Li Shuzhao, Zheng Shujian
Jackson Laboratory for Genomic Medicine, Farmington, CT 06032, USA.
bioRxiv. 2023 Jan 4:2023.01.04.522722. doi: 10.1101/2023.01.04.522722.
In untargeted metabolomics, multiple ions are often measured for each original metabolite, including isotopic forms and in-source modifications, such as adducts and fragments. Without prior knowledge of the chemical identity or formula, computational organization and interpretation of these ions is challenging, which is the deficit of previous software tools that perform the task using network algorithms. We propose here a generalized tree structure to annotate ions to relationships to the original compound and infer neutral mass. An algorithm is presented to convert mass distance networks to this tree structure with high fidelity. This method is useful for both regular untargeted metabolomics and stable isotope tracing experiments. It is implemented as a Python package (khipu), and provides a JSON format for easy data exchange and software interoperability. By generalized pre-annotation, khipu makes it feasible to connect metabolomics data with common data science tools, and supports flexible experimental designs.

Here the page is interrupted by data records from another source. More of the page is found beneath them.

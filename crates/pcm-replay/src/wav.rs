//! RIFF/WAVE frame source.
//!
//! Uses Symphonia to:
//! - probe the container and locate the PCM track
//! - pull packets, which for WAVE carry the raw interleaved sample bytes
//!
//! Packets are re-sliced into runs of whole frames; sample conversion happens in
//! [`format`](crate::format), not here.

use std::fs::File;
use std::io::{BufReader, ErrorKind, Read, Seek, SeekFrom};
use std::path::{Path, PathBuf};

use symphonia::core::codecs::{
    CODEC_TYPE_PCM_S16LE, CODEC_TYPE_PCM_S24LE, CODEC_TYPE_PCM_S32LE, CODEC_TYPE_PCM_U8,
    CodecParameters, CodecType,
};
use symphonia::core::errors::Error as SymphoniaError;
use symphonia::core::formats::{FormatOptions, FormatReader, SeekMode, SeekTo};
use symphonia::core::io::MediaSourceStream;
use symphonia::core::meta::MetadataOptions;
use symphonia::core::probe::Hint;

use crate::error::{ReplayError, Result};
use crate::source::FrameSource;

/// Integer little-endian PCM file read through Symphonia's WAVE reader.
pub struct WavSource {
    path: PathBuf,
    format: Box<dyn FormatReader>,
    track_id: u32,
    channels: u16,
    frame_rate: u32,
    bit_depth: u16,
    frame_count: Option<u64>,
    /// Bytes pulled from the last packet that did not fit the previous request.
    pending: Vec<u8>,
    eof: bool,
}

impl WavSource {
    /// Probe `path` and validate that it carries supported integer PCM.
    pub fn open(path: &Path) -> Result<Self> {
        let open_err = |reason: String| ReplayError::SourceOpen {
            source_name: path.display().to_string(),
            reason,
        };

        let file = File::open(path).map_err(|e| open_err(e.to_string()))?;
        let mss = MediaSourceStream::new(Box::new(file), Default::default());

        let mut hint = Hint::new();
        if let Some(ext) = path.extension().and_then(|e| e.to_str()) {
            hint.with_extension(ext);
        }

        let probed = symphonia::default::get_probe()
            .format(
                &hint,
                mss,
                &FormatOptions::default(),
                &MetadataOptions::default(),
            )
            .map_err(|e| match declared_pcm_bits(path) {
                Some(bits) if !matches!(bits, 8 | 16 | 24 | 32) => {
                    ReplayError::UnsupportedFormat(format!(
                        "bit depth {bits} (only little-endian integer PCM at 8, 16, 24 or 32 bits)"
                    ))
                }
                _ => open_err(e.to_string()),
            })?;

        let format = probed.format;
        let track = format
            .default_track()
            .ok_or_else(|| open_err("no default audio track".to_string()))?;
        let params = track.codec_params.clone();
        let track_id = track.id;

        let bit_depth = bit_depth_for_codec(&params)?;
        let channels = params
            .channels
            .ok_or_else(|| open_err("unknown channel layout".to_string()))?
            .count();
        let channels = u16::try_from(channels)
            .map_err(|_| open_err(format!("{channels} channels is out of range")))?;
        let frame_rate = params
            .sample_rate
            .ok_or_else(|| open_err("unknown sample rate".to_string()))?;

        tracing::info!(
            path = %path.display(),
            channels,
            rate_hz = frame_rate,
            bit_depth,
            frames = ?params.n_frames,
            "source opened"
        );

        Ok(Self {
            path: path.to_path_buf(),
            format,
            track_id,
            channels,
            frame_rate,
            bit_depth,
            frame_count: params.n_frames,
            pending: Vec::new(),
            eof: false,
        })
    }

    fn frame_bytes(&self) -> usize {
        (self.bit_depth as usize / 8) * self.channels as usize
    }

    /// Pull the next packet of this track into `pending`; sets `eof` at the end of data.
    fn fill_pending(&mut self) -> Result<()> {
        loop {
            match self.format.next_packet() {
                Ok(packet) => {
                    if packet.track_id() != self.track_id {
                        continue;
                    }
                    self.pending.extend_from_slice(packet.buf());
                    return Ok(());
                }
                Err(SymphoniaError::IoError(e)) if e.kind() == ErrorKind::UnexpectedEof => {
                    self.eof = true;
                    return Ok(());
                }
                Err(e) => {
                    return Err(ReplayError::SourceRead(format!(
                        "{}: {e}",
                        self.path.display()
                    )));
                }
            }
        }
    }
}

impl FrameSource for WavSource {
    fn frame_count(&self) -> Option<u64> {
        self.frame_count
    }

    fn frame_rate(&self) -> u32 {
        self.frame_rate
    }

    fn channel_count(&self) -> u16 {
        self.channels
    }

    fn bit_depth(&self) -> u16 {
        self.bit_depth
    }

    fn read_frames(&mut self, frames: usize, buf: &mut Vec<u8>) -> Result<usize> {
        let want = frames.saturating_mul(self.frame_bytes());
        while self.pending.len() < want && !self.eof {
            self.fill_pending()?;
        }

        let take = want.min(self.pending.len());
        buf.extend(self.pending.drain(..take));
        Ok(take)
    }

    fn rewind(&mut self) -> Result<()> {
        self.format
            .seek(
                SeekMode::Accurate,
                SeekTo::TimeStamp {
                    ts: 0,
                    track_id: self.track_id,
                },
            )
            .map_err(|e| {
                ReplayError::SourceRead(format!("{}: rewind failed: {e}", self.path.display()))
            })?;
        self.pending.clear();
        self.eof = false;
        Ok(())
    }

    fn describe(&self) -> String {
        self.path.display().to_string()
    }
}

/// Bit depth for the codecs the engine can replay; everything else is rejected at open.
fn bit_depth_for_codec(params: &CodecParameters) -> Result<u16> {
    match codec_bit_depth(params.codec) {
        Some(bits) => Ok(bits),
        None => {
            let declared = params
                .bits_per_sample
                .or(params.bits_per_coded_sample)
                .map(|b| format!("{b}-bit "))
                .unwrap_or_default();
            Err(ReplayError::UnsupportedFormat(format!(
                "{declared}{} samples (only little-endian integer PCM at 8, 16, 24 or 32 bits)",
                codec_label(params.codec)
            )))
        }
    }
}

fn codec_bit_depth(codec: CodecType) -> Option<u16> {
    match codec {
        CODEC_TYPE_PCM_U8 => Some(8),
        CODEC_TYPE_PCM_S16LE => Some(16),
        CODEC_TYPE_PCM_S24LE => Some(24),
        CODEC_TYPE_PCM_S32LE => Some(32),
        _ => None,
    }
}

const WAVE_FORMAT_PCM: u16 = 0x0001;
const WAVE_FORMAT_EXTENSIBLE: u16 = 0xFFFE;

/// `bits_per_sample` of an integer PCM `fmt ` chunk, read straight from the RIFF header.
///
/// Used to name the depth when the container reader refuses the file.
fn declared_pcm_bits(path: &Path) -> Option<u16> {
    let mut r = BufReader::new(File::open(path).ok()?);
    let mut header = [0u8; 12];
    r.read_exact(&mut header).ok()?;
    if &header[0..4] != b"RIFF" || &header[8..12] != b"WAVE" {
        return None;
    }

    // A handful of chunks (LIST, fact, ...) may precede `fmt `.
    for _ in 0..16 {
        let mut chunk = [0u8; 8];
        r.read_exact(&mut chunk).ok()?;
        let size = u32::from_le_bytes([chunk[4], chunk[5], chunk[6], chunk[7]]);
        if &chunk[0..4] != b"fmt " {
            // Chunks are word aligned.
            r.seek(SeekFrom::Current(i64::from(size) + i64::from(size & 1)))
                .ok()?;
            continue;
        }
        if size < 16 {
            return None;
        }
        let mut fmt = [0u8; 16];
        r.read_exact(&mut fmt).ok()?;
        let tag = u16::from_le_bytes([fmt[0], fmt[1]]);
        let bits = u16::from_le_bytes([fmt[14], fmt[15]]);
        return matches!(tag, WAVE_FORMAT_PCM | WAVE_FORMAT_EXTENSIBLE).then_some(bits);
    }
    None
}

/// Best-effort codec label used in error messages.
fn codec_label(codec: CodecType) -> &'static str {
    use symphonia::core::codecs::*;
    match codec {
        CODEC_TYPE_PCM_F32LE | CODEC_TYPE_PCM_F32BE => "32-bit float",
        CODEC_TYPE_PCM_F64LE | CODEC_TYPE_PCM_F64BE => "64-bit float",
        CODEC_TYPE_PCM_S16BE | CODEC_TYPE_PCM_S24BE | CODEC_TYPE_PCM_S32BE => "big-endian PCM",
        CODEC_TYPE_PCM_S8 => "signed 8-bit PCM",
        CODEC_TYPE_PCM_ALAW | CODEC_TYPE_PCM_MULAW => "companded PCM",
        CODEC_TYPE_ADPCM_IMA_WAV | CODEC_TYPE_ADPCM_MS => "ADPCM",
        _ => "non-PCM",
    }
}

在非靶向代谢组学中,通常会针对每种原始代谢物测量多个离子,包括同位素形式以及源内修饰,如加合物和碎片。在没有化学身份或分子式先验知识的情况下,对这些离子进行计算组织和解释具有挑战性,这正是以往使用网络算法执行该任务的软件工具的不足之处。我们在此提出一种广义树结构,用于将离子注释为与原始化合物的关系并推断中性质量。提出了一种算法,可将质量距离网络高保真地转换为此树结构。该方法对于常规非靶向代谢组学和稳定同位素示踪实验均有用。它作为一个Python包(khipu)实现,并提供JSON格式以便于数据交换和软件互操作性。通过广义预注释,khipu使代谢组学数据与通用数据科学工具相连接变得可行,并支持灵活的实验设计。